Data for the task –
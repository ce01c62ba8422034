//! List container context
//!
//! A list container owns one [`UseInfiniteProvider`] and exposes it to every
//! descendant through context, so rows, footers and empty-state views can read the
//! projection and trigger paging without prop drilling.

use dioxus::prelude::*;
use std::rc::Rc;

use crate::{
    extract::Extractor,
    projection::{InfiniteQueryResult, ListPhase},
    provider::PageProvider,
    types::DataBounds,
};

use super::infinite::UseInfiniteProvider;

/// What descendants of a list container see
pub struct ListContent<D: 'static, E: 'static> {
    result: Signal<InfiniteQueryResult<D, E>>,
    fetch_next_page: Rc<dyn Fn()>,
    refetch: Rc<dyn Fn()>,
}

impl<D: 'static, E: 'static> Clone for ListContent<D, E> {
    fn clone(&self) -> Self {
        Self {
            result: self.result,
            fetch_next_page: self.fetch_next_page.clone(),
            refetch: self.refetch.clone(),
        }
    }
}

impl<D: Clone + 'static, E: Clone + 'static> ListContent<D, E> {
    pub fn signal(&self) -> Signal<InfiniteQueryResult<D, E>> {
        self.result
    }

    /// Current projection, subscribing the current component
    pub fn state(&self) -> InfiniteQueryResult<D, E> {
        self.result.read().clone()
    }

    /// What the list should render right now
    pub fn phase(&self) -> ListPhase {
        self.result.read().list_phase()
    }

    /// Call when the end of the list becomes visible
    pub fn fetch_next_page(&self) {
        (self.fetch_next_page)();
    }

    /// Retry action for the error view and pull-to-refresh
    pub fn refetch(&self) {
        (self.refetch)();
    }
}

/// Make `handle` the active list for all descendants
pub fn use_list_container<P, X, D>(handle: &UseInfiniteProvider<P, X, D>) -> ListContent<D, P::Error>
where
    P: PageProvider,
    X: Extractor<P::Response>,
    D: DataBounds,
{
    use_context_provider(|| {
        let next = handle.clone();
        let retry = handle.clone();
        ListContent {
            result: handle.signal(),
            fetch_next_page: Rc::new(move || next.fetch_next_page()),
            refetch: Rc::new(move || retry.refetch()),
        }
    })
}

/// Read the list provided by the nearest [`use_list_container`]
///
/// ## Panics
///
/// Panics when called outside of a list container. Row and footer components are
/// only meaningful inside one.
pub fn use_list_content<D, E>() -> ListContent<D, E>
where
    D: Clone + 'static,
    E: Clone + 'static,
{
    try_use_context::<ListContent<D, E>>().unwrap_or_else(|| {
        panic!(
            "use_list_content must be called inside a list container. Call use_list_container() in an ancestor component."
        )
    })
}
--
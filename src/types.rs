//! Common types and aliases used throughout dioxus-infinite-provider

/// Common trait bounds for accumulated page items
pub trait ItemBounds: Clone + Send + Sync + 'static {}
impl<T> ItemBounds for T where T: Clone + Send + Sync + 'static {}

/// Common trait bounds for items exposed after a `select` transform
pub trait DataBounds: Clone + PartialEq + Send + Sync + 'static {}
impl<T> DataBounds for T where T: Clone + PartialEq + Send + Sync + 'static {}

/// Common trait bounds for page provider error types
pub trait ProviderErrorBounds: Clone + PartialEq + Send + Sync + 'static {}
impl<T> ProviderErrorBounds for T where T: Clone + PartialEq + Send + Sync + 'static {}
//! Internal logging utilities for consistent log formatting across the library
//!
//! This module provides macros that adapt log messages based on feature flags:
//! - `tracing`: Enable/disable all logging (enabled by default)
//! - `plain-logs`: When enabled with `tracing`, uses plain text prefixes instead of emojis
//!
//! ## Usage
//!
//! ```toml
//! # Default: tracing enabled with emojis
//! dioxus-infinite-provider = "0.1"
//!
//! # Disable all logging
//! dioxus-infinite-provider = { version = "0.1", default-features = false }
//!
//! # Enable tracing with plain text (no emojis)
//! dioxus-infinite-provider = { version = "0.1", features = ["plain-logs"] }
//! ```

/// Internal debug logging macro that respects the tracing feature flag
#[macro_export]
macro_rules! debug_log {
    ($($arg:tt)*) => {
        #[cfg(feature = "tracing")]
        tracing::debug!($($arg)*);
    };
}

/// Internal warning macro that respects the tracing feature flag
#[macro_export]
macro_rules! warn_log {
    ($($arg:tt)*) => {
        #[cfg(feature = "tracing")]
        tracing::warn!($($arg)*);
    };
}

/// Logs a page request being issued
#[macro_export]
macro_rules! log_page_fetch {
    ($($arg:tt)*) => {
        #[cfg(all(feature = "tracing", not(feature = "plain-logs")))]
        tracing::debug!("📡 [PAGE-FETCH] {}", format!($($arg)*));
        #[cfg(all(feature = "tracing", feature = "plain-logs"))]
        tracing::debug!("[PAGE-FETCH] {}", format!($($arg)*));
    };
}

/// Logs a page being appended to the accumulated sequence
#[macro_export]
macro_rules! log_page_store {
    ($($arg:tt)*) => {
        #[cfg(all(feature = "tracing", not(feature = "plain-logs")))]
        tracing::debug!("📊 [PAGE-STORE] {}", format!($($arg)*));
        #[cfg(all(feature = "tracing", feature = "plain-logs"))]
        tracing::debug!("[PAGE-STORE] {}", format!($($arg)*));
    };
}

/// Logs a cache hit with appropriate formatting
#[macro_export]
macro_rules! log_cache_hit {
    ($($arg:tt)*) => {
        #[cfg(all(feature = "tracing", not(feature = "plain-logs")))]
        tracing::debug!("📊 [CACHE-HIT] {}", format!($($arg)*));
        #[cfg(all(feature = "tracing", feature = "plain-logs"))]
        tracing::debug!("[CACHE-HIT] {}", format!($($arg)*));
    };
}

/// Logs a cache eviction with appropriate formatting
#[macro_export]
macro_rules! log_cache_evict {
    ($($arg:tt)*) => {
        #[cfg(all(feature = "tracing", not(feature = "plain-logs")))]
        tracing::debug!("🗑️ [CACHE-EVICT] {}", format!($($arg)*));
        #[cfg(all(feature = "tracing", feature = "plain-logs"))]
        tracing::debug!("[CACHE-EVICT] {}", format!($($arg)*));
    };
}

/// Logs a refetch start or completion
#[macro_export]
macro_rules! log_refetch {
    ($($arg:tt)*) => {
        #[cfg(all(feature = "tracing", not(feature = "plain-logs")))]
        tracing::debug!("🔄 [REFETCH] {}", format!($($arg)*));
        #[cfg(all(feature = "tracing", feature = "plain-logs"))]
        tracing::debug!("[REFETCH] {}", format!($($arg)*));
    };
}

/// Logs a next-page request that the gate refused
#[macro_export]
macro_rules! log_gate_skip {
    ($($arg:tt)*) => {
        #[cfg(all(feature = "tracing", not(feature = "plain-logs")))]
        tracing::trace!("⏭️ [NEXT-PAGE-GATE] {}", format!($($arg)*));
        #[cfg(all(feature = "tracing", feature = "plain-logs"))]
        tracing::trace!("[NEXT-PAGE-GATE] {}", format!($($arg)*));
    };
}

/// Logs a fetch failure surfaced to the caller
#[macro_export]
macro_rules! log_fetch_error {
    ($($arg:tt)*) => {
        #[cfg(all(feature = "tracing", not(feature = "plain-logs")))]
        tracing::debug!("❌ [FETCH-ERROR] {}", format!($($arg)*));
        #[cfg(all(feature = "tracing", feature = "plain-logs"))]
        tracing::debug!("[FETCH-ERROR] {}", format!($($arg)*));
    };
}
* * *
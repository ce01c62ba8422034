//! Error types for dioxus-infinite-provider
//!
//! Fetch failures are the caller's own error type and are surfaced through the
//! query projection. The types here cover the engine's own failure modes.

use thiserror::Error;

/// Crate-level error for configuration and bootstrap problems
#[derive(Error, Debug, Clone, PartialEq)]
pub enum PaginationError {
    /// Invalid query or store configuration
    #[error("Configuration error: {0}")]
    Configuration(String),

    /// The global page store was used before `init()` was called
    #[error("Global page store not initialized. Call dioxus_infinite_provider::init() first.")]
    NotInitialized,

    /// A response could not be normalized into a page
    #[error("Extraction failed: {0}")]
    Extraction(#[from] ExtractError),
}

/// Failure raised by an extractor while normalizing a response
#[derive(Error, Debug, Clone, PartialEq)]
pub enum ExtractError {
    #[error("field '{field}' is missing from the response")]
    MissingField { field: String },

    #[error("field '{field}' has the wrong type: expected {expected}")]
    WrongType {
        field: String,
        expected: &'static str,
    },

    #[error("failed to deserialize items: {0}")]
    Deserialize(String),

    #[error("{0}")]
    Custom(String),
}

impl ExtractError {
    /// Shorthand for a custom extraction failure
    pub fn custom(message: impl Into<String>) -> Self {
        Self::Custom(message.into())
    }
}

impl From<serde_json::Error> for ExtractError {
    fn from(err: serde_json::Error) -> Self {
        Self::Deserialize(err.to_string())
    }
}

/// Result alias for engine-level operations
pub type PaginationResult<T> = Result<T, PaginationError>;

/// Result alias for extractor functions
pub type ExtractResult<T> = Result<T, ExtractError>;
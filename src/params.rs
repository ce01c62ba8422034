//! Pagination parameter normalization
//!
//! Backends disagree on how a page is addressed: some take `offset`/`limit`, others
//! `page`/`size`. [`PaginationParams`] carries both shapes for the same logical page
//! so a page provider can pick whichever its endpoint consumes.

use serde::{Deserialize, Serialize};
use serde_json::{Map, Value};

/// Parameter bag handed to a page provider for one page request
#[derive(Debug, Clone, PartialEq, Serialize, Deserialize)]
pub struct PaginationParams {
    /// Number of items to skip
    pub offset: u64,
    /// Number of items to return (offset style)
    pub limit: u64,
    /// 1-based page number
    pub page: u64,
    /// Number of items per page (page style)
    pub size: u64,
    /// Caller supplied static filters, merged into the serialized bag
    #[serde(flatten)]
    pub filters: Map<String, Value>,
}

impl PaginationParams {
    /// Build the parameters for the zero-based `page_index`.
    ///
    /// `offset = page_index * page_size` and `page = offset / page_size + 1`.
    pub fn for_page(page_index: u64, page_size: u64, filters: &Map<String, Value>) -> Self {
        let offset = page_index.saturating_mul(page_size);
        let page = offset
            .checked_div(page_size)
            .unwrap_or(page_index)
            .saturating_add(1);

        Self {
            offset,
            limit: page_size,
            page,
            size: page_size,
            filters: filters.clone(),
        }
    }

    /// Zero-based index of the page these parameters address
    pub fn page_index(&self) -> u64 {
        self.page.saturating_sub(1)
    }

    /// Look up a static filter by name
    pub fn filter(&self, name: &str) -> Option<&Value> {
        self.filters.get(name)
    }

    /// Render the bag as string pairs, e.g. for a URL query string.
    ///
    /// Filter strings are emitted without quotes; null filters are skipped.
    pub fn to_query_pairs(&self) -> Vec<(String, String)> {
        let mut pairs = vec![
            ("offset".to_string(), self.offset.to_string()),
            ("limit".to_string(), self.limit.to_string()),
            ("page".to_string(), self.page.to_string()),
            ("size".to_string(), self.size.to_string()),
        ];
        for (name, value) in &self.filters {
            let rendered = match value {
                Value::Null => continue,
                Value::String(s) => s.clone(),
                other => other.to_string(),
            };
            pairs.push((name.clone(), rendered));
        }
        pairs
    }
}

Task brief –
Where in the entries above does the word "formatting" appear? Copy each line that has it.

Expected answer –
//! Internal logging utilities for consistent log formatting across the library
/// Logs a cache hit with appropriate formatting
/// Logs a cache eviction with appropriate formatting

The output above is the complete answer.